One of the FTC complaints alleges that over 6,000 people in Bangladesh were potentially impacted by the OpenAi-etc job scam. The ages listed in the FTC complaints range from teenagers to people in their fifties, with locations spread across multiple Bangladesh cities, from Dhaka to Khulna.
“My next trading date was 29 August, 2024,” wrote another complainant. “I made the trade with my whole amount in the evening. But, suddenly, the OpenAI company vanished. I didn’t withdraw any money but lost both capital and profit. Now, I am in a great economic crisis, as I am a normal school teacher.”
Niko Felix, a spokesperson for OpenAI, declined to answer questions about whether the startup was previously aware of the “OpenAi-etc” scam, or if they planned to take action against the fraudsters. But he did share that OpenAI is investigating the matter. The alleged scam website is no longer available online, and WIRED was not able to contact the people behind "OpenAi-etc" prior to publication.

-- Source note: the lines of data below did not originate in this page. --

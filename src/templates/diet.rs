//! Diet text: meal suggestions by goal, meal descriptions by BMI band, notes

use crate::bands::BmiBand;
use crate::engine::WeightTrend;
use crate::records::Goal;

/// Three suggestions per meal slot
pub struct MealOptions {
    pub breakfast: [&'static str; 3],
    pub lunch: [&'static str; 3],
    pub dinner: [&'static str; 3],
    pub snacks: [&'static str; 3],
}

pub struct MealDescriptions {
    pub breakfast: &'static str,
    pub lunch: &'static str,
    pub dinner: &'static str,
    pub snacks: &'static str,
}

pub const LOSE_MEALS: MealOptions = MealOptions {
    breakfast: [
        "Low-fat Greek yogurt with blueberries and nuts",
        "Egg-white omelette with whole-wheat toast",
        "Oatmeal with banana and a little honey",
    ],
    lunch: [
        "Grilled chicken breast salad with low-fat dressing",
        "Tuna and vegetable salad with olive oil",
        "Stir-fried tofu and vegetables with a little brown rice",
    ],
    dinner: [
        "Baked salmon with steamed vegetables",
        "Lean beef stew with a little sweet potato",
        "Grilled chicken breast with leafy greens",
    ],
    snacks: [
        "Apple slices with a few almonds",
        "Low-fat Greek yogurt",
        "Carrot sticks with hummus",
    ],
};

pub const GAIN_MEALS: MealOptions = MealOptions {
    breakfast: [
        "Whole-grain bread with eggs, avocado and cheese",
        "High-protein oatmeal with banana, protein powder and nut butter",
        "Whole-wheat waffles with Greek yogurt and berries",
    ],
    lunch: [
        "Chicken breast sandwich on whole-grain bread with avocado",
        "Salmon with brown rice and vegetables",
        "Beef fried rice with vegetables and extra protein",
    ],
    dinner: [
        "Steak with roasted sweet potato and vegetables",
        "Whole-wheat pasta with meat sauce and cheese",
        "Roast chicken with quinoa and vegetables",
    ],
    snacks: [
        "Protein shake with banana and peanut butter",
        "Greek yogurt with nuts and honey",
        "Whole-wheat toast with eggs and avocado",
    ],
};

pub const MAINTAIN_MEALS: MealOptions = MealOptions {
    breakfast: [
        "Whole-grain bread with eggs and avocado",
        "Oatmeal with fruit and nuts",
        "Greek yogurt with berries and granola",
    ],
    lunch: [
        "Chicken salad with quinoa and vegetables",
        "Salmon with brown rice and vegetables",
        "Tofu and vegetable fried rice",
    ],
    dinner: [
        "Baked fish with vegetables and a few potatoes",
        "Lean meat stew with brown rice",
        "Chicken with vegetables and quinoa",
    ],
    snacks: [
        "Fruit and a handful of nuts",
        "Greek yogurt with a little honey",
        "Carrots with hummus",
    ],
};

pub const OBESE_DESCRIPTIONS: MealDescriptions = MealDescriptions {
    breakfast: "Breakfast should be rich in protein and fiber, with limited carbohydrates",
    lunch: "Lunch should center on protein and vegetables, limiting starchy foods",
    dinner: "Dinner should be light, avoiding high-carb foods and adding more vegetables",
    snacks: "Choose low-calorie, high-protein snacks and keep portions small",
};

pub const UNDERWEIGHT_DESCRIPTIONS: MealDescriptions = MealDescriptions {
    breakfast: "Breakfast should be nutrient-dense, with quality protein, healthy fats and complex carbohydrates",
    lunch: "Lunch should be calorie-sufficient, balancing protein, carbohydrates and healthy fats",
    dinner: "Dinner should include enough protein and carbohydrates to support recovery and growth",
    snacks: "Choose high-calorie, high-protein snacks to raise total intake",
};

pub const NORMAL_DESCRIPTIONS: MealDescriptions = MealDescriptions {
    breakfast: "Breakfast should include quality protein and complex carbohydrates",
    lunch: "Lunch should balance protein, carbohydrates and vegetables",
    dinner: "Dinner should be moderate, with protein and vegetables",
    snacks: "Healthy snack choices",
};

pub fn meal_options(goal: Goal) -> &'static MealOptions {
    match goal {
        Goal::Lose => &LOSE_MEALS,
        Goal::Gain => &GAIN_MEALS,
        Goal::Maintain => &MAINTAIN_MEALS,
    }
}

/// Meal descriptions only distinguish three bands; overweight reads as normal
pub fn meal_descriptions(band: BmiBand) -> &'static MealDescriptions {
    match band {
        BmiBand::Obese => &OBESE_DESCRIPTIONS,
        BmiBand::Underweight => &UNDERWEIGHT_DESCRIPTIONS,
        BmiBand::Overweight | BmiBand::Normal => &NORMAL_DESCRIPTIONS,
    }
}

pub fn goal_note(goal: Goal) -> &'static str {
    match goal {
        Goal::Lose => "Your goal is weight loss: keep calorie intake in check and raise the protein share to preserve muscle.",
        Goal::Gain => "Your goal is muscle gain: increase calorie intake and make sure you get enough protein and carbohydrates.",
        Goal::Maintain => "Your goal is staying healthy: eat a balanced diet and keep calorie intake moderate.",
    }
}

pub fn bmi_note(band: BmiBand) -> &'static str {
    match band {
        BmiBand::Obese => "Your BMI is high: control total calories, raise the protein share and cut refined carbohydrates and added sugar.",
        BmiBand::Overweight => "Your BMI is slightly high: moderate calorie intake and choose whole grains and lean meats.",
        BmiBand::Underweight => "Your BMI is low: increase total calorie intake with enough protein and healthy fats.",
        BmiBand::Normal => "Your BMI is in the normal range: keep up balanced eating habits.",
    }
}

/// Only when the recent trend runs against the goal
pub fn trend_note(trend: WeightTrend, goal: Goal) -> Option<&'static str> {
    match trend {
        WeightTrend::Losing if goal != Goal::Lose => Some(
            "You have been losing weight recently; if that is not your goal, consider eating a bit more.",
        ),
        WeightTrend::Gaining if goal != Goal::Gain => Some(
            "You have been gaining weight recently; if that is not your goal, consider eating a bit less.",
        ),
        _ => None,
    }
}

pub const HYDRATION_NOTE: &str =
    "Drink enough water every day, at least 2 liters (about 8 glasses).";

A Telegram spokesperson using the name Remi Vaughn tells WIRED that the company monitors its platform for scams, such as those allegedly carried out by OpenAi-etc, which used the messaging app to communicate with people who believed they were working for the company.
"Telegram actively moderates harmful content on its platform, including scams," Vaughn says in a statement sent to WIRED through the messaging platform. "Moderators empowered with custom Al and machine learning tools proactively monitor public parts of the platform and accept reports from users and organizations in order to remove millions of pieces of harmful content each day."
The usual pattern of a crypto job scam is to trick people into depositing some kind of digital currency into a fake account the victim believes they have control over, until the perpetrator drains it one day without warning. While this specific rug pull used OpenAI’s branding to allegedly dupe its victims, a crypto job scam can happen with the name of any company that has enough widespread recognition for criminals to capitalize on.
“These social engineering scams are designed to lower our natural suspicion and to make us complicit in our own deception,” says Arun Vishwanath, a cybersecurity expert and author of The Weakest Link. “For job scams, they try to turn our ambitions and inherent trust in brands into a vulnerability.” Similar to so-called pig butchering investment scams, a key component often includes direct messages over a long period of time to cultivate a sense of trust with the targets.
Although comparable job scams happen all over the world, Vishwanath believes that Asian cultural norms of so-called high power distance, where there’s more acceptance of interpersonal hierarchies, are a contributing factor. "Authorities are expected to ask you things and make you do things," he says. "And you just comply." Scammers are taking advantage of this by imitating authority figures and leaning into the sense of urgency inherent to searching for a job.
Bangladeshi citizens on the difficult hunt for reliable work have increasingly been targeted by job scammers in recent years. Lies about international job opportunities have left throngs of would-be workers stranded in Malaysia, and at least three cases of kidney organ theft were reported by people lured to India with false promises of work.